It’s a typical Sunday lunch at Pink Moss.

We all walk in from church, starving.  Paper plates are being chucked on the table.  Someone is carving their name into theirs with their plastic fork that makes a hideous, eye squeezing sound.

A cup of water spills.  Dishes are being unloaded and the floor swept, as dinner, thanks to Mrs. Stouffers, is being served.  A bowl of green beans here, a salad there, and some corn over there.

Usually not all of the members of the clan actually make it to the eating part.  One by one, they fall by the way side, because they are fighting and sent to their room.  Funny how it is shocking to them, every time.  The people that decide they can’t make it to the bathroom to fart or burp, have to sit on the stairs for fifteen minutes – while the rest of us get to eat our whole piece of defrosted frozen lasagna, in peace.

It’s customary to review the day with each other.  It’s called our “best, funniest, or worst”.  We take turns sharing stories with each other.  Over the years, we have come out with some really great experiences, that I believe would be otherwise somewhere in the past, forgotten forever.  If it’s an especially good share, it makes it into our dinner book.  Yes, I pull out a pen and journal that is kept right there in the kitchen, and write it down.

Best, funniest, and worst table conversations, happen every night we are good enough to sit everyone down at the same time.  Sunday’s take a bit longer, because we share what each of us learned at church that day, assuming we must have learned something – somehow – even if it was that “so and so never listens” or “Brother so and so looks like ‘this’ kind of animal”.

 This is how today’s talk went.

Halle: Mama, we talked about Jesus, and sheep – ya sheep – and I think some of the sheep were

*she’s cut off, and glares at everyone at the table* ya well, the sheep, I think for some reason they might have been lost, and they needed to look *again, someone interrupts* she stops and stars down everyone, with that death stare all my kids get when they are interrupted, which is an uncountable number of times every. single. day.

This goes on and on, for longer than I’d like to admit, so I change the subject.

Janae: Halle, did you have fun in your class today?

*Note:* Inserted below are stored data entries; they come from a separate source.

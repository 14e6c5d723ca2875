//! Weaves: routing tables mapping roll ranges to typed targets.
//!
//! Unlike a [`crate::Table`], a weave row never carries literal text — it
//! routes to an aspect, domain, oracle, or oracle combo by id. Weave row
//! ranges are kept contiguous and gapless by construction: the range
//! allocator in the engine crate is their only mutator.

use chrono::{DateTime, Utc};
use serde::{Deserialize, Serialize};
use uuid::Uuid;

/// The kind of target a weave row routes to.
#[derive(Debug, Clone, Copy, PartialEq, Eq, Serialize, Deserialize)]
#[serde(rename_all = "camelCase")]
pub enum WeaveTarget {
    /// A single oracle table.
    Oracle,
    /// A combination of oracle tables.
    OracleCombo,
    /// An aspect pack (environment category).
    Aspect,
    /// A domain pack (environment category).
    Domain,
}

impl std::fmt::Display for WeaveTarget {
    fn fmt(&self, f: &mut std::fmt::Formatter<'_>) -> std::fmt::Result {
        match self {
            Self::Oracle => write!(f, "Oracle"),
            Self::OracleCombo => write!(f, "Oracle Combo"),
            Self::Aspect => write!(f, "Aspect"),
            Self::Domain => write!(f, "Domain"),
        }
    }
}

/// One routing row of a weave. `from..=to` is inclusive on both ends.
#[derive(Debug, Clone, PartialEq, Eq, Serialize, Deserialize)]
#[serde(rename_all = "camelCase")]
pub struct WeaveRow {
    /// Local row identifier.
    pub id: String,
    /// Lower bound of the roll range (inclusive).
    pub from: u32,
    /// Upper bound of the roll range (inclusive).
    pub to: u32,
    /// What kind of target this row routes to.
    pub target_type: WeaveTarget,
    /// Identifier of the target, resolvable by the table registry.
    pub target_id: String,
}

impl WeaveRow {
    /// A new row with a fresh id; range is filled in by the allocator.
    pub fn new(target_type: WeaveTarget, target_id: impl Into<String>) -> Self {
        Self {
            id: Uuid::new_v4().to_string(),
            from: 0,
            to: 0,
            target_type,
            target_id: target_id.into(),
        }
    }

    /// Display label for the routed target, e.g. `Aspect: haunted`.
    pub fn target_label(&self) -> String {
        format!("{}: {}", self.target_type, self.target_id)
    }
}

/// A weave: a die size plus routing rows covering `1..=max_roll`.
#[derive(Debug, Clone, Serialize, Deserialize)]
#[serde(rename_all = "camelCase")]
pub struct Weave {
    /// Slug, filename-safe identifier.
    pub id: String,
    /// Display name.
    pub name: String,
    /// Author attribution.
    #[serde(default)]
    pub author: String,
    /// Die size: 10, 20, 100, etc.
    pub max_roll: u32,
    /// Routing rows.
    pub rows: Vec<WeaveRow>,
    /// Creation timestamp.
    pub created_at: DateTime<Utc>,
    /// Last-modified timestamp.
    pub updated_at: DateTime<Utc>,
    /// If true, the editor refuses edits and deletion.
    #[serde(default)]
    pub read_only: bool,
}

impl Weave {
    /// Create an empty weave named `name`, with a slug id derived from it.
    pub fn new(name: impl Into<String>, max_roll: u32) -> Self {
        let name = name.into();
        let now = Utc::now();
        Self {
            id: slugify(&name),
            name,
            author: String::new(),
            max_roll,
            rows: Vec::new(),
            created_at: now,
            updated_at: now,
            read_only: false,
        }
    }
}

/// Create a slug-safe id from a name: lowercase, runs of non-alphanumerics
/// collapsed to `_`, leading/trailing `_` trimmed.
pub fn slugify(name: &str) -> String {
    let mut out = String::with_capacity(name.len());
    let mut last_was_sep = false;
    for c in name.to_lowercase().chars() {
        if c.is_ascii_alphanumeric() {
            out.push(c);
            last_was_sep = false;
        } else if !last_was_sep && !out.is_empty() {
            out.push('_');
            last_was_sep = true;
        }
    }
    out.trim_end_matches('_').to_string()
}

Halle: Yes, I liked my class because we got to go outside, and look for a sheep.  Just the puzzle kind you know, but it was so fun.

Janae: Good!  That is so great you got to go outside, I’m jealous.

Halle: But mama, why do you keep taking me to the wrong Sunday school classroom, EVERY time since January? They have to take me somewhere else when you leave.

Janae: You are saying, I’m taking you to the wrong class?  Why don’t they tell me when they see me, and smile as you walk in – without saying anything?

Halle: Well, I think my teachers aren’t a little bit confused, I think you are.

Janae: Silence

That will teach me to be so helpful, and walk her to class every day.